The task >> Search the records below for "after"; copy each line that has it.

Available data START

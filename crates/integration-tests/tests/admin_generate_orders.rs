//! Integration tests for the `/orders/generate` HTTP API.

#![allow(clippy::unwrap_used, clippy::indexing_slicing)]

use axum::{
    body::{Body, to_bytes},
    http::{Request, StatusCode, header::CONTENT_TYPE},
};
use order_seeder_admin::routes::orders::GenerateOrdersResponse;
use order_seeder_admin::state::AppState;
use order_seeder_integration_tests::{FakeShopify, FakeStore, OrderReply, fast_seeding_config};
use serde_json::Value;
use tower::ServiceExt;

async fn app(shopify: &FakeShopify) -> axum::Router {
    order_seeder_admin::app(AppState::with_shopify(
        fast_seeding_config(),
        shopify.client(),
    ))
}

fn generate_request(body: &str) -> Request<Body> {
    Request::post("/orders/generate")
        .header(CONTENT_TYPE, "application/json")
        .body(Body::from(body.to_string()))
        .unwrap()
}

async fn body_json(response: axum::response::Response) -> Value {
    let bytes = to_bytes(response.into_body(), usize::MAX).await.unwrap();
    serde_json::from_slice(&bytes).unwrap()
}

fn store() -> FakeStore {
    FakeStore {
        customers: 3,
        variants_per_product: vec![1, 1, 2],
        ..FakeStore::default()
    }
}

#[tokio::test]
async fn test_health() {
    let shopify = FakeShopify::start(store()).await;

    let response = app(&shopify)
        .await
        .oneshot(Request::get("/health").body(Body::empty()).unwrap())
        .await
        .unwrap();

    assert_eq!(response.status(), StatusCode::OK);
    assert_eq!(shopify.total_calls(), 0);
}

#[tokio::test]
async fn test_generate_returns_one_outcome_per_order() {
    let shopify = FakeShopify::start(FakeStore {
        order_script: vec![OrderReply::UserErrors(vec!["Customer does not exist"])],
        ..store()
    })
    .await;

    let response = app(&shopify)
        .await
        .oneshot(generate_request(
            r#"{"count": 5, "batch_size": 2, "inter_batch_delay_ms": 5}"#,
        ))
        .await
        .unwrap();

    assert_eq!(response.status(), StatusCode::OK);
    let body: GenerateOrdersResponse = serde_json::from_value(body_json(response).await).unwrap();

    assert_eq!(body.outcomes.len(), 5);
    assert_eq!(body.summary.total, 5);
    assert_eq!(body.summary.succeeded, 4);
    assert_eq!(body.summary.rejected, 1);
    assert!(body.finished_at >= body.started_at);
    assert_eq!(shopify.calls("SeedOrderCreate"), 5);
}

#[tokio::test]
async fn test_generate_outcomes_are_tagged() {
    let shopify = FakeShopify::start(store()).await;

    let response = app(&shopify)
        .await
        .oneshot(generate_request(r#"{"count": 1}"#))
        .await
        .unwrap();

    let body = body_json(response).await;
    assert_eq!(body["outcomes"][0]["status"], "succeeded");
    assert_eq!(body["outcomes"][0]["attempts"], 1);
    assert!(
        body["outcomes"][0]["order_id"]
            .as_str()
            .unwrap()
            .starts_with("gid://shopify/Order/")
    );
}

#[tokio::test]
async fn test_non_positive_count_is_rejected_without_remote_calls() {
    let shopify = FakeShopify::start(store()).await;

    for body in [r#"{"count": 0}"#, r#"{"count": -3}"#] {
        let response = app(&shopify)
            .await
            .oneshot(generate_request(body))
            .await
            .unwrap();

        assert_eq!(response.status(), StatusCode::BAD_REQUEST);
        let json = body_json(response).await;
        assert!(json["error"].as_str().unwrap().contains("count"));
    }
    assert_eq!(shopify.total_calls(), 0);
}

#[tokio::test]
async fn test_count_above_limit_is_rejected_without_remote_calls() {
    let shopify = FakeShopify::start(store()).await;

    for body in [
        r#"{"count": 10001}"#,
        r#"{"count": 9223372036854775807, "batch_size": 1}"#,
    ] {
        let response = app(&shopify)
            .await
            .oneshot(generate_request(body))
            .await
            .unwrap();

        assert_eq!(response.status(), StatusCode::BAD_REQUEST);
        let json = body_json(response).await;
        assert!(json["error"].as_str().unwrap().contains("limit"));
    }
    assert_eq!(shopify.total_calls(), 0);
}

#[tokio::test]
async fn test_zero_batch_size_is_rejected() {
    let shopify = FakeShopify::start(store()).await;

    let response = app(&shopify)
        .await
        .oneshot(generate_request(r#"{"count": 3, "batch_size": 0}"#))
        .await
        .unwrap();

    assert_eq!(response.status(), StatusCode::BAD_REQUEST);
    assert_eq!(shopify.total_calls(), 0);
}

#[tokio::test]
async fn test_malformed_body_is_bad_request() {
    let shopify = FakeShopify::start(store()).await;

    let response = app(&shopify)
        .await
        .oneshot(generate_request(r#"{"count": "many"}"#))
        .await
        .unwrap();

    assert_eq!(response.status(), StatusCode::BAD_REQUEST);
    assert_eq!(shopify.total_calls(), 0);
}
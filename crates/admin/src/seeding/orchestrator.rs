//! Splits a seeding run into batches and paces them.

use std::sync::Arc;
use std::time::Duration;

use futures::future::join_all;
use tokio_util::sync::CancellationToken;
use tracing::{Instrument, info, info_span, instrument, warn};

use super::error::SeedError;
use super::gateway::OrderGateway;
use super::random::RandomSource;
use super::reference::ReferenceData;
use super::report::{BatchReport, ReportSummary, SubmissionOutcome};
use super::submitter::Submitter;
use super::synthesizer::OrderSynthesizer;
use crate::config::SeedingConfig;

/// Parameters of one seeding run.
#[derive(Debug, Clone, Copy, PartialEq, Eq)]
pub struct RunRequest {
    /// Number of orders to create.
    pub count: i64,
    /// Orders per batch; the configured default when `None`.
    pub batch_size: Option<usize>,
    /// Pause between batches; the configured default when `None`.
    pub inter_batch_delay: Option<Duration>,
}

impl RunRequest {
    /// A request using the configured batch size and delay.
    #[must_use]
    pub const fn new(count: i64) -> Self {
        Self {
            count,
            batch_size: None,
            inter_batch_delay: None,
        }
    }

    /// Validate this request against `config` and plan its batches.
    ///
    /// # Errors
    ///
    /// Returns `SeedError::InvalidRequest` if the count is not positive,
    /// exceeds `config.max_count`, or the batch size is zero.
    pub fn plan(&self, config: &SeedingConfig) -> Result<BatchPlan, SeedError> {
        BatchPlan::new(self.count, self.batch_size.unwrap_or(config.batch_size))?
            .limited_to(config.max_count)
    }
}

/// Sizes of the batches a run is split into.
///
/// Every batch holds `batch_size` units except the last, which holds the
/// remainder. Sizes are computed on demand, so a plan costs the same for any
/// count.
#[derive(Debug, Clone, Copy, PartialEq, Eq)]
pub struct BatchPlan {
    count: usize,
    batch_size: usize,
}

impl BatchPlan {
    /// Plan `count` units in batches of `batch_size`.
    ///
    /// # Errors
    ///
    /// Returns `SeedError::InvalidRequest` if `count` is not positive or
    /// `batch_size` is zero.
    pub fn new(count: i64, batch_size: usize) -> Result<Self, SeedError> {
        if count <= 0 {
            return Err(SeedError::InvalidRequest(format!(
                "count must be positive, got {count}"
            )));
        }
        if batch_size == 0 {
            return Err(SeedError::InvalidRequest(
                "batch size must be positive".to_string(),
            ));
        }
        let count = usize::try_from(count)
            .map_err(|_| SeedError::InvalidRequest(format!("count {count} is too large")))?;

        Ok(Self { count, batch_size })
    }

    /// Reject the plan if it holds more than `max_count` units.
    ///
    /// # Errors
    ///
    /// Returns `SeedError::InvalidRequest` when the count exceeds the limit.
    pub fn limited_to(self, max_count: usize) -> Result<Self, SeedError> {
        if self.count > max_count {
            return Err(SeedError::InvalidRequest(format!(
                "count {} exceeds the limit of {max_count} orders per run",
                self.count
            )));
        }
        Ok(self)
    }

    /// Batch sizes in submission order.
    pub fn sizes(&self) -> impl Iterator<Item = usize> + use<> {
        let Self { count, batch_size } = *self;
        (0..self.len()).map(move |index| batch_size.min(count - index * batch_size))
    }

    /// Number of batches.
    #[must_use]
    pub const fn len(&self) -> usize {
        self.count.div_ceil(self.batch_size)
    }

    /// Whether the plan has no batches.
    #[must_use]
    pub const fn is_empty(&self) -> bool {
        self.count == 0
    }

    /// Total number of units.
    #[must_use]
    pub const fn total(&self) -> usize {
        self.count
    }
}

/// Drives a seeding run: batches in sequence, units within a batch concurrently.
pub struct BatchOrchestrator {
    submitter: Submitter,
    synthesizer: OrderSynthesizer,
    rng: Arc<dyn RandomSource>,
    batch_size: usize,
    inter_batch_delay: Duration,
    max_count: usize,
}

impl BatchOrchestrator {
    /// Build an orchestrator from seeding configuration.
    #[must_use]
    pub fn new(
        gateway: Arc<dyn OrderGateway>,
        rng: Arc<dyn RandomSource>,
        config: &SeedingConfig,
    ) -> Self {
        Self {
            submitter: Submitter::new(gateway, config.retry),
            synthesizer: OrderSynthesizer::new(config.synthesizer),
            rng,
            batch_size: config.batch_size,
            inter_batch_delay: config.inter_batch_delay,
            max_count: config.max_count,
        }
    }

    /// Synthesize and submit `request.count` orders.
    ///
    /// Batch `k + 1` starts only after every unit of batch `k` has
    /// resolved and the inter-batch delay has elapsed. There is no delay
    /// after the last batch. Once `cancel` fires, remaining units are
    /// reported as [`SubmissionOutcome::Cancelled`], so the report always
    /// holds exactly `count` outcomes.
    ///
    /// # Errors
    ///
    /// Returns `SeedError::InvalidRequest` before any remote call if the
    /// count or batch size is not positive, or the count exceeds the
    /// configured maximum.
    #[instrument(skip_all, fields(count = request.count))]
    pub async fn run(
        &self,
        request: RunRequest,
        reference: Arc<ReferenceData>,
        cancel: &CancellationToken,
    ) -> Result<BatchReport, SeedError> {
        let batch_size = request.batch_size.unwrap_or(self.batch_size);
        let delay = request.inter_batch_delay.unwrap_or(self.inter_batch_delay);
        let plan = BatchPlan::new(request.count, batch_size)?.limited_to(self.max_count)?;

        info!(
            batches = plan.len(),
            batch_size,
            delay_ms = u64::try_from(delay.as_millis()).unwrap_or(u64::MAX),
            "Starting seeding run"
        );

        let mut outcomes = Vec::new();
        for (index, size) in plan.sizes().enumerate() {
            if index > 0 {
                tokio::select! {
                    () = cancel.cancelled() => {}
                    () = tokio::time::sleep(delay) => {}
                }
            }

            if cancel.is_cancelled() {
                let skipped = plan.total() - outcomes.len();
                warn!(batch = index + 1, skipped, "Run cancelled");
                outcomes.extend(std::iter::repeat_n(SubmissionOutcome::Cancelled, skipped));
                break;
            }

            let units = (0..size).map(|unit| {
                self.run_unit(&reference, cancel)
                    .instrument(info_span!("unit", batch = index + 1, unit))
            });
            let batch = join_all(units).await;

            let summary = ReportSummary::from_outcomes(&batch);
            info!(
                batch = index + 1,
                batches = plan.len(),
                succeeded = summary.succeeded,
                failed = summary.failed(),
                "Batch completed"
            );
            outcomes.extend(batch);
        }

        let report = BatchReport::aggregate(outcomes);
        let summary = report.summary();
        info!(
            total = summary.total,
            succeeded = summary.succeeded,
            rejected = summary.rejected,
            transport_failed = summary.transport_failed,
            cancelled = summary.cancelled,
            "Seeding run finished"
        );
        Ok(report)
    }

    async fn run_unit(
        &self,
        reference: &ReferenceData,
        cancel: &CancellationToken,
    ) -> SubmissionOutcome {
        let synthesize = || self.synthesizer.synthesize(reference, self.rng.as_ref());

        match synthesize() {
            Ok(request) => self.submitter.submit(request, synthesize, cancel).await,
            Err(e) => {
                warn!(error = %e, "Could not synthesize order");
                SubmissionOutcome::InsufficientReferenceData {
                    reason: e.to_string(),
                }
            }
        }
    }
}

Available data END

Task response >>
    /// Batch `k + 1` starts only after every unit of batch `k` has
    /// after the last batch. Once `cancel` fires, remaining units are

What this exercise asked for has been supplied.